Count, please, the lines in the listing below that contain "impl", and reply with the count only.
↓↓↓
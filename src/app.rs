// Application facade
//
// Owns the whole in-memory state (catalog, customer directory, tier
// rates) and exposes the operation surface a front end drives. File
// loading happens once at construction; write-back only at the explicit
// save boundary.

use rust_decimal::Decimal;

use crate::catalog::{CatalogService, Product, ProductUpsert};
use crate::customers::{Customer, CustomerService, TierRates};
use crate::error::PharmacyError;
use crate::orders::{CheckoutService, Order, OrderRecord, PurchaseRequest, Receipt};
use crate::store::{self, StorePaths};

/// The pharmacy application state and operations.
pub struct Pharmacy {
    catalog: CatalogService,
    customers: CustomerService,
}

impl Pharmacy {
    /// Create an empty pharmacy with default tier rates.
    pub fn new() -> Self {
        Self {
            catalog: CatalogService::default(),
            customers: CustomerService::default(),
        }
    }

    /// Load state from the record files.
    ///
    /// Customer and product problems propagate to the caller; an order
    /// file that cannot be read or parsed degrades to a warning and
    /// whatever rows loaded cleanly.
    pub fn load(paths: &StorePaths) -> Result<Self, PharmacyError> {
        let (customers, rates) = store::load_customers(&paths.customers)?;
        let mut directory = crate::customers::CustomerDirectory::new();
        for customer in customers {
            directory.insert(customer)?;
        }

        let mut catalog = CatalogService::new(store::load_products(&paths.products)?);
        catalog.rederive_all();

        store::load_orders(&paths.orders, catalog.catalog(), &mut directory);

        tracing::info!(
            "Loaded {} customer(s) and {} product(s)",
            directory.len(),
            catalog.catalog().len()
        );

        Ok(Self {
            catalog,
            customers: CustomerService::new(directory, rates),
        })
    }

    /// Write the full state back to the record files.
    pub fn save(&self, paths: &StorePaths) -> Result<(), PharmacyError> {
        store::save_customers(&paths.customers, self.customers.directory(), self.customers.rates())?;
        store::save_products(&paths.products, self.catalog.catalog())?;
        store::save_orders(&paths.orders, self.customers.directory())?;
        tracing::info!("Saved state to {}", paths.customers.display());
        Ok(())
    }

    /// Execute a purchase and return its receipt.
    pub fn make_purchase(&mut self, request: &PurchaseRequest) -> Result<Receipt, PharmacyError> {
        let (directory, rates) = self.customers.parts_mut();
        let receipt =
            CheckoutService::make_purchase(self.catalog.catalog(), directory, rates, request)?;
        Ok(receipt)
    }

    /// All customers in load order.
    pub fn customers(&self) -> &[Customer] {
        self.customers.directory().customers()
    }

    /// All products in load order.
    pub fn products(&self) -> &[Product] {
        self.catalog.products()
    }

    pub fn find_customer(&self, token: &str) -> Option<&Customer> {
        self.customers.directory().find(token)
    }

    pub fn find_product(&self, token: &str) -> Option<&Product> {
        self.catalog.find(token)
    }

    pub fn tier_rates(&self) -> &TierRates {
        self.customers.rates()
    }

    /// Add or update a batch of products by name; all entries are
    /// validated before any is applied.
    pub fn upsert_products(&mut self, entries: &[ProductUpsert]) -> Result<(), PharmacyError> {
        self.catalog.upsert_products(entries)?;
        Ok(())
    }

    /// Set the reward rate shared by all Basic customers.
    pub fn set_basic_reward_rate(&mut self, rate: Decimal) -> Result<(), PharmacyError> {
        self.customers.set_basic_reward_rate(rate)?;
        Ok(())
    }

    /// Set the reward rate shared by all VIP customers.
    pub fn set_vip_reward_rate(&mut self, rate: Decimal) -> Result<(), PharmacyError> {
        self.customers.set_vip_reward_rate(rate)?;
        Ok(())
    }

    /// Set the discount rate of one VIP customer.
    pub fn set_vip_discount_rate(
        &mut self,
        token: &str,
        rate: Decimal,
    ) -> Result<(), PharmacyError> {
        self.customers.set_vip_discount_rate(token, rate)?;
        Ok(())
    }

    /// Order history of one customer, by ID or name.
    pub fn order_history(&self, token: &str) -> Result<&[Order], PharmacyError> {
        let history = CheckoutService::order_history(self.customers.directory(), token)?;
        Ok(history)
    }

    /// Every recorded order across all customers.
    pub fn all_orders(&self) -> Vec<OrderRecord> {
        CheckoutService::all_orders(self.customers.directory())
    }
}

impl Default for Pharmacy {
    fn default() -> Self {
        Self::new()
    }
}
↑↑↑
Answer to this problem →
2